Gli Anguissola sono una antica famiglia lombarda che le cronache del medio evo e il celebre romanzo di Cesare Cantù hanno popolarizzata.

L’Anguissola di cui ci occorre qui discorrere è appunto un discendente di essa, il quale, giovinetto, entró nella scuola di marina di Napoli da cui dopo aver mostrata molta applicazione e dopo aver subiti brillantissimi esami, escì col grado di alfiere di vascello.

La marina regia napoletana, se dal lato della bassa forza ha goduto e gode tuttora molta fama, bisogna dire che in questi ultimi tempi specialmente non si credeva, a torto e a ragione, comandata da ufficiali capaci ed energici.

Quello che par certo si è che l’esperienza mancava spesso alla più parte di quelli, i quali rivestiti di una splendida divisa salivano di grado in grado fino ai più elevati della loro difficile carriera mettendo ben di rado il piede sulla tolda d’un naviglio di guerra, e contentandosi tutt’al più degli studii teoretici, i quali senza i pratici si sa che in materie nautiche valgono fino a un certo segno.

L’Anguissola che voleva divenire un vero marino in tutta l’estensione del termine cercò ed ottenne facilmente d’imbarcarsi di buon’ora e di fare lunghe navigazioni.

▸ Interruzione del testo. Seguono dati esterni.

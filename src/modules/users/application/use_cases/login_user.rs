use async_trait::async_trait;
use chrono::Utc;
use std::sync::Arc;

use crate::modules::users::application::domain::validation::normalize_identifier;
use crate::modules::users::application::domain::{TokenPurpose, User};
use crate::modules::users::application::ports::outgoing::{
    PasswordHasher, SocialAccountStore, UserQuery, UserRepository,
};
use crate::modules::users::application::services::TokenLifecycle;
use crate::shared::validation::FieldErrors;

// ========================= Login Request =========================
/// Validated login request. The identifier is a username or an email.
#[derive(Debug, Clone)]
pub struct LoginRequest {
    identifier: String, // Lowercased
    password: String,
}

impl LoginRequest {
    pub fn new(identifier: Option<String>, password: Option<String>) -> Result<Self, FieldErrors> {
        let mut errors = FieldErrors::default();
        let identifier = errors.check(
            "identifier",
            normalize_identifier(identifier.as_deref().unwrap_or_default()),
        );

        let password = password.unwrap_or_default();
        if password.is_empty() {
            errors.add("password", "Password Is Required");
        }

        match identifier {
            Some(identifier) if errors.is_empty() => Ok(Self {
                identifier,
                password,
            }),
            _ => Err(errors),
        }
    }

    pub fn identifier(&self) -> &str {
        &self.identifier
    }

    pub fn password(&self) -> &str {
        &self.password
    }
}

// ====================== Login Error =============================
#[derive(Debug, Clone, PartialEq)]
pub enum LoginError {
    InvalidCredentials,
    UserInactive,
    /// The account was created through an OAuth provider
    SocialAccount,
    PasswordVerificationFailed(String),
    TokenGenerationFailed(String),
    QueryError(String),
    RepositoryError(String),
}

impl std::fmt::Display for LoginError {
    fn fmt(&self, f: &mut std::fmt::Formatter<'_>) -> std::fmt::Result {
        match self {
            LoginError::InvalidCredentials => write!(f, "Invalid Username Or Password"),
            LoginError::UserInactive => write!(f, "User Is Not Active"),
            LoginError::SocialAccount => write!(f, "User Registered With Social Auth"),
            LoginError::PasswordVerificationFailed(msg) => {
                write!(f, "Password verification failed: {}", msg)
            }
            LoginError::TokenGenerationFailed(msg) => {
                write!(f, "Token generation failed: {}", msg)
            }
            LoginError::QueryError(msg) => write!(f, "Query error: {}", msg),
            LoginError::RepositoryError(msg) => write!(f, "Repository error: {}", msg),
        }
    }
}

impl std::error::Error for LoginError {}

// ============================ Login Response =================================
/// Session established by login or re-login.
#[derive(Debug, Clone, PartialEq)]
pub struct SessionTokens {
    pub user: User,
    pub access_token: String,
    pub refresh_token: String,
}

// ============================ Login User Use Case =============================
#[async_trait]
pub trait ILoginUserUseCase: Send + Sync {
    async fn execute(&self, request: LoginRequest) -> Result<SessionTokens, LoginError>;
}

pub struct LoginUserUseCase {
    query: Arc<dyn UserQuery>,
    repository: Arc<dyn UserRepository>,
    hasher: Arc<dyn PasswordHasher>,
    social: Arc<dyn SocialAccountStore>,
    tokens: TokenLifecycle,
}

impl LoginUserUseCase {
    pub fn new(
        query: Arc<dyn UserQuery>,
        repository: Arc<dyn UserRepository>,
        hasher: Arc<dyn PasswordHasher>,
        social: Arc<dyn SocialAccountStore>,
        tokens: TokenLifecycle,
    ) -> Self {
        Self {
            query,
            repository,
            hasher,
            social,
            tokens,
        }
    }
}

#[async_trait]
impl ILoginUserUseCase for LoginUserUseCase {
    async fn execute(&self, request: LoginRequest) -> Result<SessionTokens, LoginError> {
        // 1. Find the account by username or email
        let user = self
            .query
            .find_by_identifier(request.identifier())
            .await
            .map_err(|e| LoginError::QueryError(e.to_string()))?
            .ok_or(LoginError::InvalidCredentials)?;

        // 2. Social accounts have no usable password
        let is_social = self
            .social
            .is_linked(user.id)
            .await
            .map_err(|e| LoginError::QueryError(e.to_string()))?;
        if is_social {
            tracing::info!(user_id = %user.id, "Password login refused for social account");
            return Err(LoginError::SocialAccount);
        }

        // 3. Verify password
        let is_valid = self
            .hasher
            .verify_password(request.password(), &user.password_hash)
            .await
            .map_err(|e| LoginError::PasswordVerificationFailed(e.to_string()))?;

        if !is_valid {
            tracing::info!(user_id = %user.id, "Login rejected: wrong password");
            return Err(LoginError::InvalidCredentials);
        }

        if !user.is_active {
            return Err(LoginError::UserInactive);
        }

        // 4. Reuse the outstanding session tokens when they still verify
        let access_token = self
            .tokens
            .current_or_issue(user.id, TokenPurpose::Access)
            .await
            .map_err(|e| LoginError::TokenGenerationFailed(e.to_string()))?;
        let refresh_token = self
            .tokens
            .current_or_issue(user.id, TokenPurpose::Refresh)
            .await
            .map_err(|e| LoginError::TokenGenerationFailed(e.to_string()))?;

        let user = self
            .repository
            .record_login(user.id, Utc::now())
            .await
            .map_err(|e| LoginError::RepositoryError(e.to_string()))?;

        tracing::info!(user_id = %user.id, "User logged in");
        Ok(SessionTokens {
            user,
            access_token,
            refresh_token,
        })
    }
}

Certo, agendo in quel modo, egli perdeva quelle ore di beato ozio che gli ufficiali della marina di Napoli impiegavano a percorrere le lastre volcaniche di Toledo o di Chiaja, o i viali della Villa Reale, o a starsene mollemente assisi discorrendo del più e del meno sui mediocremente soffici divani del caffè d’Europa, o a batter le mani, a zittire, o a scanocchialare le ballerine del teatro San Carlo, o le attrici del Fiorentini, ove essi possiedono da tempo immemorabile i propri palchi.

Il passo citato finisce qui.